[Dataset entries]
───
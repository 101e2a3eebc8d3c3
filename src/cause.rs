//! Build causes
//!
//! A [`Cause`] is the audit record attached to every scheduled build. It is
//! built once per qualifying event and binding, and never changes afterwards.

use serde::Serialize;

use crate::assembla::SpaceTool;
use crate::webhook::{MergeRequestAction, WebhookEvent};

const ABBREVIATED_TITLE_LEN: usize = 30;

/// Provenance shared by every cause
#[derive(Debug, Clone, PartialEq, Eq, Serialize)]
pub struct CauseDetails {
    pub source_repository_url: String,
    pub source_repository_name: String,
    pub source_branch: String,
    pub commit_id: String,
    pub title: String,
    pub description: Option<String>,
    pub source_space_id: String,
    pub author: String,
}

#[derive(Debug, Clone, PartialEq, Eq, Serialize)]
#[serde(tag = "type", rename_all = "snake_case")]
pub enum Cause {
    MergeRequest {
        details: CauseDetails,
        merge_request_id: u64,
        target_repository_url: String,
        target_branch: String,
        action: MergeRequestAction,
    },
    Push {
        details: CauseDetails,
    },
}

fn source_space_id(event: &WebhookEvent) -> String {
    event
        .source_space_id
        .clone()
        .or_else(|| event.space_id.clone())
        .unwrap_or_else(|| event.space_wiki_name.clone())
}

impl Cause {
    /// Builds a merge request cause from the event and the resolved tools.
    ///
    /// Returns `None` when the event is not a merge request.
    pub fn from_merge_request(
        event: &WebhookEvent,
        source_tool: &SpaceTool,
        target_tool: &SpaceTool,
    ) -> Option<Self> {
        let merge_request_id = event.merge_request_id?;
        let action = event.action.clone()?;

        Some(Cause::MergeRequest {
            details: CauseDetails {
                source_repository_url: source_tool.url.clone(),
                source_repository_name: source_tool.name.clone(),
                source_branch: event.source_branch.clone(),
                commit_id: event.commit_id.clone(),
                title: event.merge_request_title().to_string(),
                description: event.description.clone(),
                source_space_id: source_space_id(event),
                author: event.author.clone(),
            },
            merge_request_id,
            target_repository_url: target_tool.url.clone(),
            target_branch: event.target_branch.clone(),
            action,
        })
    }

    /// Builds a push cause for a changeset on `tool`.
    pub fn from_push(event: &WebhookEvent, tool: &SpaceTool) -> Self {
        Cause::Push {
            details: CauseDetails {
                source_repository_url: tool.url.clone(),
                source_repository_name: tool.name.clone(),
                source_branch: event.source_branch.clone(),
                commit_id: event.commit_id.clone(),
                title: event.title.clone(),
                description: event.description.clone(),
                source_space_id: source_space_id(event),
                author: event.author.clone(),
            },
        }
    }

    pub fn details(&self) -> &CauseDetails {
        match self {
            Cause::MergeRequest { details, .. } | Cause::Push { details } => details,
        }
    }

    pub fn merge_request_id(&self) -> Option<u64> {
        match self {
            Cause::MergeRequest { merge_request_id, .. } => Some(*merge_request_id),
            Cause::Push { .. } => None,
        }
    }

    pub fn action(&self) -> Option<&MergeRequestAction> {
        match self {
            Cause::MergeRequest { action, .. } => Some(action),
            Cause::Push { .. } => None,
        }
    }

    pub fn target_repository_url(&self) -> &str {
        match self {
            Cause::MergeRequest {
                target_repository_url,
                ..
            } => target_repository_url,
            Cause::Push { details } => &details.source_repository_url,
        }
    }

    /// Pushes build the branch they landed on.
    pub fn target_branch(&self) -> &str {
        match self {
            Cause::MergeRequest { target_branch, .. } => target_branch,
            Cause::Push { details } => &details.source_branch,
        }
    }

    pub fn description(&self) -> &str {
        self.details().description.as_deref().unwrap_or("")
    }

    /// True when the change comes from a different repository than its target.
    pub fn is_from_fork(&self) -> bool {
        self.details().source_repository_url != self.target_repository_url()
    }

    pub fn abbreviated_title(&self) -> String {
        abbreviate(&self.details().title, ABBREVIATED_TITLE_LEN)
    }

    /// One line summary shown next to the build.
    pub fn short_description(&self) -> String {
        let details = self.details();
        match self {
            Cause::MergeRequest {
                merge_request_id,
                target_repository_url,
                target_branch,
                ..
            } => {
                if self.is_from_fork() {
                    format!(
                        "Assembla Merge Request #{}: {} - {}/{} => {}/{}",
                        merge_request_id,
                        self.abbreviated_title(),
                        details.source_repository_url,
                        details.source_branch,
                        target_repository_url,
                        target_branch
                    )
                } else {
                    format!(
                        "Assembla Merge Request #{}: {} - {}/{} => {}",
                        merge_request_id,
                        self.abbreviated_title(),
                        details.source_repository_url,
                        details.source_branch,
                        target_branch
                    )
                }
            }
            Cause::Push { .. } => format!(
                "Assembla Push to {}/{}: {}",
                details.source_repository_url,
                details.source_branch,
                self.abbreviated_title()
            ),
        }
    }
}

/// Shortens `text` to at most `max_len` characters, ending in `...` when cut.
fn abbreviate(text: &str, max_len: usize) -> String {
    if text.chars().count() <= max_len {
        return text.to_string();
    }
    let mut short: String = text.chars().take(max_len.saturating_sub(3)).collect();
    short.push_str("...");
    short
}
───
If a line in the records has the word "chars", copy that line.

(Exercise solution)
    if text.chars().count() <= max_len {
    let mut short: String = text.chars().take(max_len.saturating_sub(3)).collect();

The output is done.